YOUR GOAL:
From the data, return each line holding the word "VehicleStatus".

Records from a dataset
<<<<

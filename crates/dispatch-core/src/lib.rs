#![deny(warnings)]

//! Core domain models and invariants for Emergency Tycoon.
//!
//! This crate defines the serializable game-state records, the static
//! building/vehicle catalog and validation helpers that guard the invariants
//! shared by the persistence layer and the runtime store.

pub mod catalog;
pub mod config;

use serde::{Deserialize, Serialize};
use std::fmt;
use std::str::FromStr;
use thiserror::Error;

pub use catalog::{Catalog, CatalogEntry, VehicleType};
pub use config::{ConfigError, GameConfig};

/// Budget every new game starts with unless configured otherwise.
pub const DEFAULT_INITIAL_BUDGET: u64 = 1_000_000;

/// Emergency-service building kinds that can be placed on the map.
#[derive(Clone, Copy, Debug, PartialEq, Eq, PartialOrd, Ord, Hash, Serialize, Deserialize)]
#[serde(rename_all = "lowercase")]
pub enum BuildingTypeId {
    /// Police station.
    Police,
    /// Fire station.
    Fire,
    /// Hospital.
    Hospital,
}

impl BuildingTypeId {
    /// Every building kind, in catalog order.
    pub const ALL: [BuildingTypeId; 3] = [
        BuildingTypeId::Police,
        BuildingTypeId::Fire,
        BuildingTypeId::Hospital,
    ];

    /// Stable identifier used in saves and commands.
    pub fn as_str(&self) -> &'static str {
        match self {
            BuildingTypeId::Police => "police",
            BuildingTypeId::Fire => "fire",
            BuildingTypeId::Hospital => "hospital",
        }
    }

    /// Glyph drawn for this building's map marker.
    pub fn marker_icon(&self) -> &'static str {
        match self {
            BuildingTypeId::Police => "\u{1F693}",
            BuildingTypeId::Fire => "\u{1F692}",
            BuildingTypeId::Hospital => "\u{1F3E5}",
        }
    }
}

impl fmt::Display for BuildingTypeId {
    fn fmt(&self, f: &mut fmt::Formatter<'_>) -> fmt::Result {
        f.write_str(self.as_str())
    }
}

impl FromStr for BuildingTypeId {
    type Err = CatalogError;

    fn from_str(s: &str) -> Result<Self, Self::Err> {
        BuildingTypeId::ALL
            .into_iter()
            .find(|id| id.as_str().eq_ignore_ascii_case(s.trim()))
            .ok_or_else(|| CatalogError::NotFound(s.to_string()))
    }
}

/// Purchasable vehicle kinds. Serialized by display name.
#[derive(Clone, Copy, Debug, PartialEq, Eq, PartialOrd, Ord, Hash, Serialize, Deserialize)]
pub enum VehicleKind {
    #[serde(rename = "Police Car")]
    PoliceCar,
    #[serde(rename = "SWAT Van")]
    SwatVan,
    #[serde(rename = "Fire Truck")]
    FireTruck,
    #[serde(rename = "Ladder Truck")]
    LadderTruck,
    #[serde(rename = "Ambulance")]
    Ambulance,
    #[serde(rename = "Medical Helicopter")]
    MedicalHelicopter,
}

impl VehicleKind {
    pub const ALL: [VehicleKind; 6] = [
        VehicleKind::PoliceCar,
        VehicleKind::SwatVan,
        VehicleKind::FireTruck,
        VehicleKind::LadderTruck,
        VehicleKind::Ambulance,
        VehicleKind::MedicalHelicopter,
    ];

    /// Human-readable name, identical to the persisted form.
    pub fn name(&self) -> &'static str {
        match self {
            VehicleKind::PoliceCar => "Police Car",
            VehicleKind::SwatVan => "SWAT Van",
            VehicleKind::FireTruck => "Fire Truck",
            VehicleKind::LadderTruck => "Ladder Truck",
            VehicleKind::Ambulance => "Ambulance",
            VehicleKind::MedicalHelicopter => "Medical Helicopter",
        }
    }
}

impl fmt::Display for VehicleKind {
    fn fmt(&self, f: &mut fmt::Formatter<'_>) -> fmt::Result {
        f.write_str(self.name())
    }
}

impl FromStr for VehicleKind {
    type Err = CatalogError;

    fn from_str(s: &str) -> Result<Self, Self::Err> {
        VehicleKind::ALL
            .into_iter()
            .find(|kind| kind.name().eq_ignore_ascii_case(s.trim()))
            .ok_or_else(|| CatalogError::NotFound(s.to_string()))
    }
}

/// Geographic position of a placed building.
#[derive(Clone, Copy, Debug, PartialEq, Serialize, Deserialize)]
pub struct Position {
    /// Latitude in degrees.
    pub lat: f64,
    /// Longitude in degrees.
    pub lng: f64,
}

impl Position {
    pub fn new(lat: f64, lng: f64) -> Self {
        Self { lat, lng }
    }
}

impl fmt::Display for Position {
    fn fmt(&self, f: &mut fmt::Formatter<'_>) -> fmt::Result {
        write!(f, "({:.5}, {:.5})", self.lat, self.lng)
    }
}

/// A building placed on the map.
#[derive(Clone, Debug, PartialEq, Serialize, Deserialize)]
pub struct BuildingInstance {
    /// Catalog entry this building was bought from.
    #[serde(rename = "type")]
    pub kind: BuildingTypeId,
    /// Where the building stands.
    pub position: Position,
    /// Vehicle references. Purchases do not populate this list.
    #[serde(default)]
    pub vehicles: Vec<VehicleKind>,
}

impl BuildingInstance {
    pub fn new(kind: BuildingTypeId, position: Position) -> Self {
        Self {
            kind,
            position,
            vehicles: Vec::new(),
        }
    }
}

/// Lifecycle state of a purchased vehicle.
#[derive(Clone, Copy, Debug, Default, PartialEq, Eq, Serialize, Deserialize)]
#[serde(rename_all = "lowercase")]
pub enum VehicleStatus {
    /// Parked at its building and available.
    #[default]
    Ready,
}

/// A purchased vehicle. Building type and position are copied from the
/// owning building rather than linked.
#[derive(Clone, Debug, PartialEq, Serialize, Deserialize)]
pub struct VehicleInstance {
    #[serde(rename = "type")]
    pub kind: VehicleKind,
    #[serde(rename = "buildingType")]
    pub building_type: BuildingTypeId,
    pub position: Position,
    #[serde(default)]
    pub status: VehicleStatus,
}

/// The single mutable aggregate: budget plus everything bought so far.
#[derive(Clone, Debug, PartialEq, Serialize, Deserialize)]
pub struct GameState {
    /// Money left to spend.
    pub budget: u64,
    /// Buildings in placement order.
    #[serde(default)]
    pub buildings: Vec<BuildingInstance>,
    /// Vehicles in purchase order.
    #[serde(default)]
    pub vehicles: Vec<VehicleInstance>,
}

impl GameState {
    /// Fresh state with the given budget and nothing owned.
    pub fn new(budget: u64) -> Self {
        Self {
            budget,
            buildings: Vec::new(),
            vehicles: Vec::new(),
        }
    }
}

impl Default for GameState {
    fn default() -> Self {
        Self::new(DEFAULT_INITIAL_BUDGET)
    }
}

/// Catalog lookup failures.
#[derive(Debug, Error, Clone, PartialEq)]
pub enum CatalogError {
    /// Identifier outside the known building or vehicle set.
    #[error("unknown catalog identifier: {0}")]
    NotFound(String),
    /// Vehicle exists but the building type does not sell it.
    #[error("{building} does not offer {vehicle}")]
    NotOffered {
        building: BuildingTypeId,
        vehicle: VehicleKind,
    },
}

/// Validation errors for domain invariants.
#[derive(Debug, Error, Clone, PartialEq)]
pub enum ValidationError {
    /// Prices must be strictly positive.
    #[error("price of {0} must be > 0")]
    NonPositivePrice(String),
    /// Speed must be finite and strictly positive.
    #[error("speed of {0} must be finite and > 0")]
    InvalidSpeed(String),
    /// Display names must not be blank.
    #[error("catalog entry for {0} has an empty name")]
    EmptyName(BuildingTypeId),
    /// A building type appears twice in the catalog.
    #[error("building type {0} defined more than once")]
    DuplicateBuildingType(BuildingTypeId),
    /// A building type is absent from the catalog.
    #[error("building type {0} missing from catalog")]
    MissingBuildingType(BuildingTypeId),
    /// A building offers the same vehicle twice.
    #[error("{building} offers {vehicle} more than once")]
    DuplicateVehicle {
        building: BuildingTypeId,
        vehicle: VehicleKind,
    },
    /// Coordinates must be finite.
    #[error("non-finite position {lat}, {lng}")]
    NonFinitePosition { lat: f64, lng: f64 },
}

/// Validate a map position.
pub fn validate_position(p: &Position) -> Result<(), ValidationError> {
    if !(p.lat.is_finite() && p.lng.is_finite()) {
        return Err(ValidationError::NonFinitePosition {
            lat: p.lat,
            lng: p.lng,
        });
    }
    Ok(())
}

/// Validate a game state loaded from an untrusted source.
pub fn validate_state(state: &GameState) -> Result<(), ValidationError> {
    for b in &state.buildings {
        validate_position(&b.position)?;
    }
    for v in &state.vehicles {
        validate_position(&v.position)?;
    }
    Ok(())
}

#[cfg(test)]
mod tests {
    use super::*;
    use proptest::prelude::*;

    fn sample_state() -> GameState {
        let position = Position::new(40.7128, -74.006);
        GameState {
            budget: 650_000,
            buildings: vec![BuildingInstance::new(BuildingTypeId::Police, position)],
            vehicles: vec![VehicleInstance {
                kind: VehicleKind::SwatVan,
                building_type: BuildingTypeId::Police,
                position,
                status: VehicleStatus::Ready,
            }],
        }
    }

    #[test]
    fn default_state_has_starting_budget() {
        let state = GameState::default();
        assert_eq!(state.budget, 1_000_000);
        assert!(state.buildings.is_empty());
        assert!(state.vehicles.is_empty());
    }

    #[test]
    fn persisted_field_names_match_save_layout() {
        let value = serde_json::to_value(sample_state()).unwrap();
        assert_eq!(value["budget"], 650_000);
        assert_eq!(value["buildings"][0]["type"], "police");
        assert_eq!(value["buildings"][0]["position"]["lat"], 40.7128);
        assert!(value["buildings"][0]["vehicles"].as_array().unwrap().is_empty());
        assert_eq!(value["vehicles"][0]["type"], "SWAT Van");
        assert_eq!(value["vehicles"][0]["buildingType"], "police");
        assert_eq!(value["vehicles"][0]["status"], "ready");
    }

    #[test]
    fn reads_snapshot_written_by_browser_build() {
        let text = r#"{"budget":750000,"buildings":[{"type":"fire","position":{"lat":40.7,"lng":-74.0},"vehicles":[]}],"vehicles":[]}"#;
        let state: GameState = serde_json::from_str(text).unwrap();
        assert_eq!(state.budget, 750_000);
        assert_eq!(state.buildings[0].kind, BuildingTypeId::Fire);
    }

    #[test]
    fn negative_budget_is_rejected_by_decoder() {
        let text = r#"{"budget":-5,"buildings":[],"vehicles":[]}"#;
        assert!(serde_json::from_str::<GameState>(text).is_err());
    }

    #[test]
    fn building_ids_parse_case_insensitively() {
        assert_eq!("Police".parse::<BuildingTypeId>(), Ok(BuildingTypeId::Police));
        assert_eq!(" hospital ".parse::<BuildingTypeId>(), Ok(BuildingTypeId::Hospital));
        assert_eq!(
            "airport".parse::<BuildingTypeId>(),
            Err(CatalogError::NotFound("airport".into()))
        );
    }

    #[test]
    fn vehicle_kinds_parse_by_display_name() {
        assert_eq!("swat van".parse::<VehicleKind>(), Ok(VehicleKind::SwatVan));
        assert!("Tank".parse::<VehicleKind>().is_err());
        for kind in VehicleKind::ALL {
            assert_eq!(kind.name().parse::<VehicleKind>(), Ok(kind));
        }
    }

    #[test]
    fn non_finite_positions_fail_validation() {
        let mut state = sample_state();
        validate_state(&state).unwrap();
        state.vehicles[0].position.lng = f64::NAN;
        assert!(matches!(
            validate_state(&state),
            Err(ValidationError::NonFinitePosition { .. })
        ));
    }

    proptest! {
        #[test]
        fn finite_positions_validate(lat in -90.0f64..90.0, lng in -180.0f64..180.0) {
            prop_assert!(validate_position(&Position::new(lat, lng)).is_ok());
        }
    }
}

>>>>

TASK RESPONSE:
pub enum VehicleStatus {
    pub status: VehicleStatus,
                status: VehicleStatus::Ready,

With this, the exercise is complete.